We can look to the history books and find another airborne respiratory illness to draw a direct correlation. The TB organism, although much larger, also is such a human causing illness spread by indoor air. Professor Biggs from the UK showed us with superb studies in the 1990s that there was a direct correlation with air changes per hour, ACH, in the indoor environment and illness from TB. Every time he doubled the air changes per hour in the indoor environment, he cut the frequency of illness by half. The sweet spot for this air change seems to be at about 6 air changes per hour, giving a 90% reduction in illness.

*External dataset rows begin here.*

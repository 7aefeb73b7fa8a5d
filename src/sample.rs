// Deterministic synthetic market used by the `--sample` flag and the tests.

use crate::dataset::Dataset;
use crate::model::{MarketData, Neighborhood, PropertyType, Transaction, TransactionRecord};
use crate::utils::{month_start, sub_months};
use chrono::{Duration, NaiveDate};
use rand::rngs::StdRng;
use rand::{Rng, SeedableRng};
use tracing::{debug, warn};

/// Months of market snapshots generated per area.
pub const SAMPLE_MONTHS: u32 = 24;
/// Weeks of sales history generated before `as_of`.
pub const SAMPLE_WEEKS: u32 = 50;

struct AreaProfile {
    location: &'static str,
    property_type: PropertyType,
    square_footage: f64,
    bedrooms: u32,
    bathrooms: u32,
    /// A sale happens every `sale_every` weeks.
    sale_every: u32,
    base_sale_price: f64,
    weekly_sale_step: f64,
    base_median: f64,
    monthly_median_step: f64,
    base_sales: u32,
    sales_cycle: u32,
    base_inventory: u32,
    inventory_cycle: u32,
    base_days_on_market: f64,
    days_cycle: u32,
    neighborhood: Neighborhood,
}

fn profiles() -> Vec<AreaProfile> {
    vec![
        AreaProfile {
            location: "Downtown",
            property_type: PropertyType::Apartment,
            square_footage: 1200.0,
            bedrooms: 2,
            bathrooms: 2,
            sale_every: 1,
            base_sale_price: 450_000.0,
            weekly_sale_step: 2_000.0,
            base_median: 450_000.0,
            monthly_median_step: 5_000.0,
            base_sales: 45,
            sales_cycle: 10,
            base_inventory: 120,
            inventory_cycle: 20,
            base_days_on_market: 35.0,
            days_cycle: 10,
            neighborhood: Neighborhood {
                location: "Downtown".into(),
                crime_rate: 5.2,
                school_rating: 8.5,
                median_income: 85_000.0,
                walkability_score: 85.0,
                population_growth_rate: 1.5,
                employment_rate: Some(96.0),
            },
        },
        AreaProfile {
            location: "Suburbs",
            property_type: PropertyType::Villa,
            square_footage: 3400.0,
            bedrooms: 4,
            bathrooms: 3,
            sale_every: 2,
            base_sale_price: 750_000.0,
            weekly_sale_step: 3_000.0,
            base_median: 750_000.0,
            monthly_median_step: 8_000.0,
            base_sales: 30,
            sales_cycle: 8,
            base_inventory: 80,
            inventory_cycle: 15,
            base_days_on_market: 45.0,
            days_cycle: 12,
            neighborhood: Neighborhood {
                location: "Suburbs".into(),
                crime_rate: 2.8,
                school_rating: 9.2,
                median_income: 95_000.0,
                walkability_score: 65.0,
                population_growth_rate: 2.5,
                employment_rate: Some(97.5),
            },
        },
        AreaProfile {
            location: "Olaya",
            property_type: PropertyType::Townhouse,
            square_footage: 2200.0,
            bedrooms: 3,
            bathrooms: 3,
            sale_every: 3,
            base_sale_price: 600_000.0,
            weekly_sale_step: 500.0,
            base_median: 600_000.0,
            monthly_median_step: 1_500.0,
            base_sales: 35,
            sales_cycle: 6,
            base_inventory: 150,
            inventory_cycle: 10,
            base_days_on_market: 55.0,
            days_cycle: 8,
            neighborhood: Neighborhood {
                location: "Olaya".into(),
                crime_rate: 3.9,
                school_rating: 8.1,
                median_income: 110_000.0,
                walkability_score: 78.0,
                population_growth_rate: 1.1,
                employment_rate: None,
            },
        },
    ]
}

/// Builds a dataset of three areas ending at `as_of`. The same seed always
/// produces the same dataset.
pub fn generate(seed: u64, as_of: NaiveDate) -> Dataset {
    let mut rng = StdRng::seed_from_u64(seed);
    let mut data = Dataset::new();
    let last_month = month_start(as_of);

    for profile in profiles() {
        let snapshots: Vec<MarketData> = (0..SAMPLE_MONTHS)
            .map(|i| {
                let noise = 1.0 + rng.random_range(-0.005..0.005);
                MarketData {
                    location: profile.location.into(),
                    period: sub_months(last_month, SAMPLE_MONTHS - 1 - i),
                    median_price: (profile.base_median + profile.monthly_median_step * i as f64) * noise,
                    sales_volume: profile.base_sales + i % profile.sales_cycle,
                    inventory: profile.base_inventory - i % profile.inventory_cycle,
                    avg_days_on_market: profile.base_days_on_market - (i % profile.days_cycle) as f64,
                }
            })
            .collect();

        let transactions: Vec<Transaction> = (0..SAMPLE_WEEKS)
            .filter(|week| week % profile.sale_every == 0)
            .filter_map(|week| {
                let noise = 1.0 + rng.random_range(-0.02..0.02);
                let record = TransactionRecord {
                    id: format!("{}-{:03}", profile.location.to_uppercase(), week),
                    location: profile.location.into(),
                    property_type: profile.property_type,
                    square_footage: profile.square_footage + rng.random_range(0..200) as f64,
                    sale_price: (profile.base_sale_price + profile.weekly_sale_step * week as f64) * noise,
                    sale_date: as_of - Duration::weeks((SAMPLE_WEEKS - week) as i64),
                    bedrooms: Some(profile.bedrooms),
                    bathrooms: Some(profile.bathrooms as f64),
                    amenities: Vec::new(),
                };
                match Transaction::try_from(record) {
                    Ok(t) => Some(t),
                    Err(e) => {
                        warn!("Dropping generated sale: {}", e);
                        None
                    }
                }
            })
            .collect();

        data.add_market_data(snapshots);
        data.add_historical_data(transactions);
        data.add_neighborhoods([profile.neighborhood]);
    }

    debug!(
        "Generated sample dataset: {} sales across {} areas",
        data.transactions().len(),
        data.market_locations().count()
    );
    data
}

We, in the modern world have protected against the outdoor threats by using filters on our air conditioning systems, which also protect against most pollens, smoke, and other noxious outdoor contaminants. The average air change per hour in our homes is about 1 to 2 per hour. In our larger structures about the same. To reach the sweet spot, outlined at 6 ACH, in our indoor environment would create a tremendous cost disadvantage by having to heat and cool at a much higher rate. The obvious answer to that is to clean the air that has already been heated or cooled using more sophisticated filters and other devices. This would create an Equivalent Air Change per Hour, or EACH, that would protect our indoor air from most harmful agents.
Dr. Joe Allen, at the Harvard University, has clearly shown direct benefits from increasing the ACH or ECAH. When he doubled the ACH, he increased cognitive scores by 62% and cut absenteeism by 8%. When he tripled ACH, the scores were even better.
Historically, we only were concerned about an outside threat to our well-being- pollen, smoke, heat, and cold. We now face a threat to our well-being by an airborne respiratory illness carried by asymptomatic people. The COVID illness has a prodromal period of several days on average, so those persons so infected would not know they are ill for several days, and thus bring their illness inside our protected homes and larger structures. This is what I call the “inside” threat and it is real.
What we now need in our country, and the world, is protection from the new “inside threat”! Such protection should be pathogen agnostic, so not protective against anyone pathogen, but against all pathogens.
Dr Allen has clearly show us other benefits from increasing the ACH or EACH, so we get a double return our any such investment! Increased productivity by decreasing absenteeism, better cognitive function, and protection against any airborne threat the might present itself!
It is past time to implement such protective mechanisms in our homes and larger structures.”